::: EXERCISE INPUT
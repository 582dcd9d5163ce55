//! Walking between rooms, and the impostor's shortcut through the vents.

use airlock_protocol::{ClientId, PresenceEvent, RoomId, Status};

use serde_json::{json, Value};

use crate::{packets, Game, Outbox, Reply};

impl Game {
    /// Moves a player through a door.
    ///
    /// Returns `NotInGame` outside a round, `Again` if the player is
    /// already there and `Invalid` if no door leads there. On success the
    /// other players in the room left and in the room entered each hear
    /// one presence packet; the mover hears none.
    pub fn move_to(
        &mut self,
        id: ClientId,
        to: RoomId,
        out: &mut Outbox,
    ) -> Status {
        if !self.in_play(id) {
            return Status::NotInGame;
        }
        let Some(session) = self.registry.find_mut(id) else {
            return Status::NotInGame;
        };

        let from = session.room;
        if from == Some(to) {
            return Status::Again;
        }
        if !self.map.can_move(from, to) {
            tracing::debug!(client_id = %id, ?from, %to, "no door");
            return Status::Invalid;
        }

        session.room = Some(to);
        session.moves_since_kill = session.moves_since_kill.saturating_add(1);

        let leave = packets::presence(session, PresenceEvent::Leave);
        let enter = packets::presence(session, PresenceEvent::Enter);

        for other in self
            .registry
            .sessions()
            .filter(|s| s.id != id && s.in_round())
        {
            if from.is_some() && other.room == from {
                out.send_to(other.id, leave.clone());
            } else if other.room == Some(to) {
                out.send_to(other.id, enter.clone());
            }
        }

        tracing::debug!(client_id = %id, ?from, %to, "moved");
        Status::Ok
    }

    /// Moves the impostor through a vent.
    ///
    /// | Condition | Status |
    /// |-----------|--------|
    /// | round not in its main phase, or not playing | `NotInGame` |
    /// | a crewmate | `WrongRole` |
    /// | dead | `Invalid` |
    /// | already there | `Again` |
    /// | no vent leads there | `Invalid` |
    ///
    /// The rooms left and entered hear `vent_leave` and `vent_enter`.
    /// Venting doesn't count toward the kill cooldown.
    pub fn vent(
        &mut self,
        id: ClientId,
        to: RoomId,
        out: &mut Outbox,
    ) -> Status {
        if !self.in_play(id) {
            return Status::NotInGame;
        }
        let Some(session) = self.registry.find_mut(id) else {
            return Status::NotInGame;
        };
        if !session.is_impostor() {
            return Status::WrongRole;
        }
        if !session.alive {
            return Status::Invalid;
        }
        let Some(from) = session.room else {
            return Status::NotInGame;
        };
        if from == to {
            return Status::Again;
        }
        if !self.map.can_vent(from, to) {
            tracing::debug!(client_id = %id, %from, %to, "no vent");
            return Status::Invalid;
        }

        session.room = Some(to);

        let leave = packets::presence(session, PresenceEvent::VentLeave);
        let enter = packets::presence(session, PresenceEvent::VentEnter);

        for other in self
            .registry
            .sessions()
            .filter(|s| s.id != id && s.in_round())
        {
            if other.room == Some(from) {
                out.send_to(other.id, leave.clone());
            } else if other.room == Some(to) {
                out.send_to(other.id, enter.clone());
            }
        }

        tracing::debug!(client_id = %id, %from, %to, "vented");
        Status::Ok
    }

    /// Describes the player's current room: its doors, everyone else in it
    /// and any bodies lying there.
    ///
    /// Returns `NotInGame` outside a round.
    pub fn room_info(&self, id: ClientId) -> Reply {
        if !self.in_play(id) {
            return Status::NotInGame.into();
        }
        let Some(room) = self
            .registry
            .find(id)
            .and_then(|s| s.room)
            .and_then(|room| self.map.room(room))
        else {
            return Status::NotInGame.into();
        };

        let occupants = self
            .registry
            .sessions()
            .filter(|s| s.id != id && s.in_round() && s.room == Some(room.id));

        let mut arguments = packets::room_info_arguments(room, &self.map, occupants);
        let bodies: Vec<Value> = self
            .corpses
            .iter()
            .filter(|c| c.room == room.id)
            .map(|c| json!({ "id": c.id, "name": c.name }))
            .collect();
        arguments["bodies"] = Value::Array(bodies);
        Reply::ok_with(arguments)
    }
}

#[cfg(test)]
mod tests {
    use std::sync::Arc;

    use airlock_protocol::{Packet, PacketType};
    use airlock_session::SessionConfig;
    use airlock_world::GameMap;
    use serde_json::json;
    use tokio::sync::mpsc;

    use super::*;
    use crate::GameConfig;

    struct Table {
        game: Game,
        players: Vec<(ClientId, mpsc::UnboundedReceiver<Packet>)>,
    }

    impl Table {
        fn new(count: usize) -> Self {
            let map = Arc::new(GameMap::skeld().unwrap());
            let mut game =
                Game::with_seed(map, SessionConfig::default(), GameConfig::default(), 9)
                    .unwrap();
            let mut players = Vec::new();
            for i in 0..count {
                let (tx, rx) = mpsc::unbounded_channel();
                let id = game.connect(tx).unwrap();
                game.set_name(id, Some(&format!("P{i}")), &mut Outbox::new());
                players.push((id, rx));
            }
            game.start(&mut Outbox::new());
            Self { game, players }
        }

        fn id(&self, index: usize) -> ClientId {
            self.players[index].0
        }

        fn room(&self, name: &str) -> RoomId {
            self.game.map().room_by_name(name).unwrap().id
        }

        fn walk(&mut self, index: usize, room: &str) -> Status {
            let (id, to) = (self.id(index), self.room(room));
            let mut out = Outbox::new();
            let status = self.game.move_to(id, to, &mut out);
            self.game.deliver(out);
            status
        }

        fn impostor(&self) -> usize {
            let impostor = self.game.impostor().unwrap();
            self.players.iter().position(|(id, _)| *id == impostor).unwrap()
        }

        fn vent(&mut self, index: usize, room: &str) -> Status {
            let (id, to) = (self.id(index), self.room(room));
            let mut out = Outbox::new();
            let status = self.game.vent(id, to, &mut out);
            self.game.deliver(out);
            status
        }

        fn drain(&mut self, index: usize) -> Vec<Packet> {
            let rx = &mut self.players[index].1;
            std::iter::from_fn(|| rx.try_recv().ok()).collect()
        }
    }

    #[test]
    fn test_move_through_door_updates_room() {
        let mut table = Table::new(2);
        assert_eq!(table.walk(0, "MedBay"), Status::Ok);
        let room = table.game.registry().find(table.id(0)).unwrap().room;
        assert_eq!(room, Some(table.room("MedBay")));
    }

    #[test]
    fn test_move_without_door_is_invalid_and_stays() {
        let mut table = Table::new(2);
        assert_eq!(table.walk(0, "Reactor"), Status::Invalid);
        let room = table.game.registry().find(table.id(0)).unwrap().room;
        assert_eq!(room, Some(table.game.map().spawn()));
    }

    #[test]
    fn test_move_to_same_room_is_again() {
        let mut table = Table::new(2);
        assert_eq!(table.walk(0, "Cafeteria"), Status::Again);
    }

    #[test]
    fn test_move_outside_round_is_not_in_game() {
        let mut table = Table::new(2);
        table.game.stop(&mut Outbox::new());
        assert_eq!(table.walk(0, "MedBay"), Status::NotInGame);
    }

    #[test]
    fn test_move_counts_toward_kill_cooldown() {
        let mut table = Table::new(2);
        let before = table.game.registry().find(table.id(0)).unwrap().moves_since_kill;
        table.walk(0, "MedBay");
        let after = table.game.registry().find(table.id(0)).unwrap().moves_since_kill;
        assert_eq!(after, before + 1);
    }

    #[test]
    fn test_move_notifies_old_and_new_room_but_not_mover() {
        let mut table = Table::new(4);
        // P2 waits in MedBay, P0 and P1 in the Cafeteria, P3 in Admin.
        assert_eq!(table.walk(2, "MedBay"), Status::Ok);
        assert_eq!(table.walk(3, "Admin"), Status::Ok);
        for i in 0..4 {
            table.drain(i);
        }

        assert_eq!(table.walk(0, "MedBay"), Status::Ok);

        assert!(table.drain(0).is_empty());

        let to_p1 = table.drain(1);
        assert_eq!(to_p1.len(), 1);
        assert_eq!(to_p1[0].kind, PacketType::Presence);
        assert_eq!(to_p1[0].arguments.as_ref().unwrap()["event"], "leave");

        let to_p2 = table.drain(2);
        assert_eq!(to_p2.len(), 1);
        assert_eq!(to_p2[0].arguments.as_ref().unwrap()["event"], "enter");
        assert_eq!(to_p2[0].arguments.as_ref().unwrap()["id"], json!(table.id(0)));

        assert!(table.drain(3).is_empty());
    }

    #[test]
    fn test_room_info_lists_doors_and_others() {
        let table = Table::new(2);
        let reply = table.game.room_info(table.id(0));
        let args = reply.arguments.unwrap();

        assert_eq!(args["name"], "Cafeteria");
        assert_eq!(args["doors"].as_array().unwrap().len(), 5);
        assert_eq!(
            args["occupants"],
            json!([{ "id": table.id(1), "name": "P1", "alive": true }])
        );
        assert_eq!(args["bodies"], json!([]));
    }

    #[test]
    fn test_room_info_lists_bodies() {
        let mut table = Table::new(3);
        let impostor = table.impostor();
        let victim = (impostor + 1) % 3;
        let (killer, target) = (table.id(impostor), table.id(victim));
        assert_eq!(table.game.kill(killer, target, &mut Outbox::new()), Status::Ok);

        let args = table.game.room_info(killer).arguments.unwrap();

        assert_eq!(
            args["bodies"],
            json!([{ "id": target, "name": format!("P{victim}") }])
        );
    }

    // =====================================================================
    // vent()
    // =====================================================================

    #[test]
    fn test_vent_by_crewmate_is_wrong_role() {
        let mut table = Table::new(2);
        let crew = 1 - table.impostor();
        assert_eq!(table.vent(crew, "Admin"), Status::WrongRole);
    }

    #[test]
    fn test_vent_moves_impostor_without_touching_cooldown() {
        let mut table = Table::new(3);
        let impostor = table.impostor();
        let before = table
            .game
            .registry()
            .find(table.id(impostor))
            .unwrap()
            .moves_since_kill;

        assert_eq!(table.vent(impostor, "Admin"), Status::Ok);

        let session = table.game.registry().find(table.id(impostor)).unwrap();
        assert_eq!(session.room, Some(table.room("Admin")));
        assert_eq!(session.moves_since_kill, before);
    }

    #[test]
    fn test_vent_announces_vent_events() {
        let mut table = Table::new(3);
        let impostor = table.impostor();
        let (stays, goes) = ((impostor + 1) % 3, (impostor + 2) % 3);
        assert_eq!(table.walk(goes, "Admin"), Status::Ok);
        for i in 0..3 {
            table.drain(i);
        }

        assert_eq!(table.vent(impostor, "Admin"), Status::Ok);

        assert!(table.drain(impostor).is_empty());
        let to_stayer = table.drain(stays);
        assert_eq!(to_stayer.len(), 1);
        assert_eq!(to_stayer[0].arguments.as_ref().unwrap()["event"], "vent_leave");
        let to_goer = table.drain(goes);
        assert_eq!(to_goer.len(), 1);
        assert_eq!(to_goer[0].arguments.as_ref().unwrap()["event"], "vent_enter");
    }

    #[test]
    fn test_vent_without_link_is_invalid() {
        let mut table = Table::new(2);
        let impostor = table.impostor();
        assert_eq!(table.vent(impostor, "MedBay"), Status::Invalid);
        assert_eq!(table.vent(impostor, "Cafeteria"), Status::Again);
    }

    #[test]
    fn test_vent_outside_round_is_not_in_game() {
        let mut table = Table::new(2);
        let impostor = table.impostor();
        table.game.stop(&mut Outbox::new());
        assert_eq!(table.vent(impostor, "Admin"), Status::NotInGame);
    }

    #[test]
    fn test_room_info_outside_round_is_not_in_game() {
        let mut table = Table::new(2);
        table.game.stop(&mut Outbox::new());
        assert_eq!(table.game.room_info(table.id(0)).status, Status::NotInGame);
    }
}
::::::
PROBLEM TO SOLVE:
Check every line above for the word "json" and copy those that have it.

FINAL ANSWER:
use serde_json::{json, Value};
            .map(|c| json!({ "id": c.id, "name": c.name }))
    use serde_json::json;
        assert_eq!(to_p2[0].arguments.as_ref().unwrap()["id"], json!(table.id(0)));
            json!([{ "id": table.id(1), "name": "P1", "alive": true }])
        assert_eq!(args["bodies"], json!([]));
            json!([{ "id": target, "name": format!("P{victim}") }])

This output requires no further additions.